Besonders betont sei an dieser Stelle der enge Zusammenhang von
Armut und verweigerter Ehebewilligung. Der im Jahr 1804 in Liechtenstein
eingeführte Ehekonsens erlaubte es den Behörden, mittellosen Paaren das
Heiraten zu untersagen. Heiratswillige Paare aus Unterschichtfamilien
versuchten in der Folge, im Ausland zu heiraten. Es werden zwei Schwestern
aus Triesenberg vorgestellt, die mit ihren Partnern nach Rom wanderten,
um dort kirchlich heiraten zu können. Die Ehe war dabei nicht nur ein
religiöses Sakrament, sondern von grosser gesellschaftlicher Bedeutung.
Ohne Ehebewilligung konnte ein Vater sein Bürgerrecht nicht an die Kinder
weitergeben, unehelichen Verbindungen entstammende Kinder waren
nicht erbberechtigt. Nicht verheiratete Frauen mit Kindern waren stark
benachteiligt, zumeist hatten sie einen schlechten Leumund. Die Ehe
ermöglichte Lebenschancen und einen guten Ruf für ein Paar und für seine
Kinder. Wohl nicht zuletzt deshalb hatten sich die erwähnten Frauen aus
Triesenberg um eine Eheschliessung bemüht. Welches Schicksal uneheliche
Nachkommen (gerade von Eltern mit einer nicht-sesshaften Lebensweise)

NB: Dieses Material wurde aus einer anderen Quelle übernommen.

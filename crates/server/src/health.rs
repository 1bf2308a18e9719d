use std::sync::Arc;

use axum::{extract::State, http::StatusCode, routing::get, Json, Router};
use chrono::Utc;
use serde::Serialize;

use seafoodtruck_core::{DayToken, FoodTruckDirectory};

#[derive(Clone)]
pub struct HealthState {
    pub directory: Arc<dyn FoodTruckDirectory>,
    /// Location used to check that the food truck API answers.
    pub probe_location: Option<String>,
    pub broadcast_ready: bool,
}

#[derive(Clone, Debug, PartialEq, Eq, Serialize)]
pub struct HealthCheck {
    pub status: &'static str,
    pub detail: String,
}

#[derive(Clone, Debug, PartialEq, Eq, Serialize)]
pub struct HealthResponse {
    pub status: &'static str,
    pub service: HealthCheck,
    pub directory: HealthCheck,
    pub broadcast: HealthCheck,
    pub checked_at: String,
}

pub fn router(state: HealthState) -> Router {
    Router::new().route("/health", get(health)).with_state(state)
}

pub async fn health(State(state): State<HealthState>) -> (StatusCode, Json<HealthResponse>) {
    let directory = directory_check(&state).await;
    let ready = directory.status != "degraded";

    let payload = HealthResponse {
        status: if ready { "ready" } else { "degraded" },
        service: HealthCheck {
            status: "ready",
            detail: "seafoodtruck-server runtime initialized".to_string(),
        },
        directory,
        broadcast: if state.broadcast_ready {
            HealthCheck { status: "ready", detail: "daily broadcast scheduled".to_string() }
        } else {
            HealthCheck {
                status: "disabled",
                detail: "broadcast channel, locations or bot token not configured".to_string(),
            }
        },
        checked_at: Utc::now().to_rfc3339(),
    };

    let status_code = if ready { StatusCode::OK } else { StatusCode::SERVICE_UNAVAILABLE };
    (status_code, Json(payload))
}

async fn directory_check(state: &HealthState) -> HealthCheck {
    let Some(location_id) = state.probe_location.as_deref() else {
        return HealthCheck { status: "skipped", detail: "no location configured".to_string() };
    };

    match state.directory.get_events(location_id, DayToken::Today).await {
        Ok(events) => HealthCheck {
            status: "ready",
            detail: format!("location {location_id} returned {} event(s)", events.len()),
        },
        Err(error) => {
            HealthCheck { status: "degraded", detail: format!("events lookup failed: {error}") }
        }
    }
}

erwarten konnten, wird anhand von weiteren Beispielen aus der Gemeinde
Mauren gezeigt.
Eine amtlich bewilligte Heirat war jedoch keine Garantie für eine
zesellschaftliche Anerkennung oder gar Besserstellung. Mit einer ungünstigen
Wahl des Ehepartners konnten auch ein sozialer Abstieg und ein Verlust
von Bürgerrechten verbunden sein. Dies wird anhand einer Maurer
Bürgerin gezeigt, die einen Eschner Hintersassen geheiratet hatte. Dieser
war als Kind nicht-sesshafter Eltern aufgewachsen und hatte keinen guten
Leumund. Nach dessen frühem Tod suchte diese Frau um eine Rück-
bürgerung in ihrer ursprünglichen Heimatgemeinde an. Das gelang ihr
zwar, aber sie blieb gesellschaftlich geächtet.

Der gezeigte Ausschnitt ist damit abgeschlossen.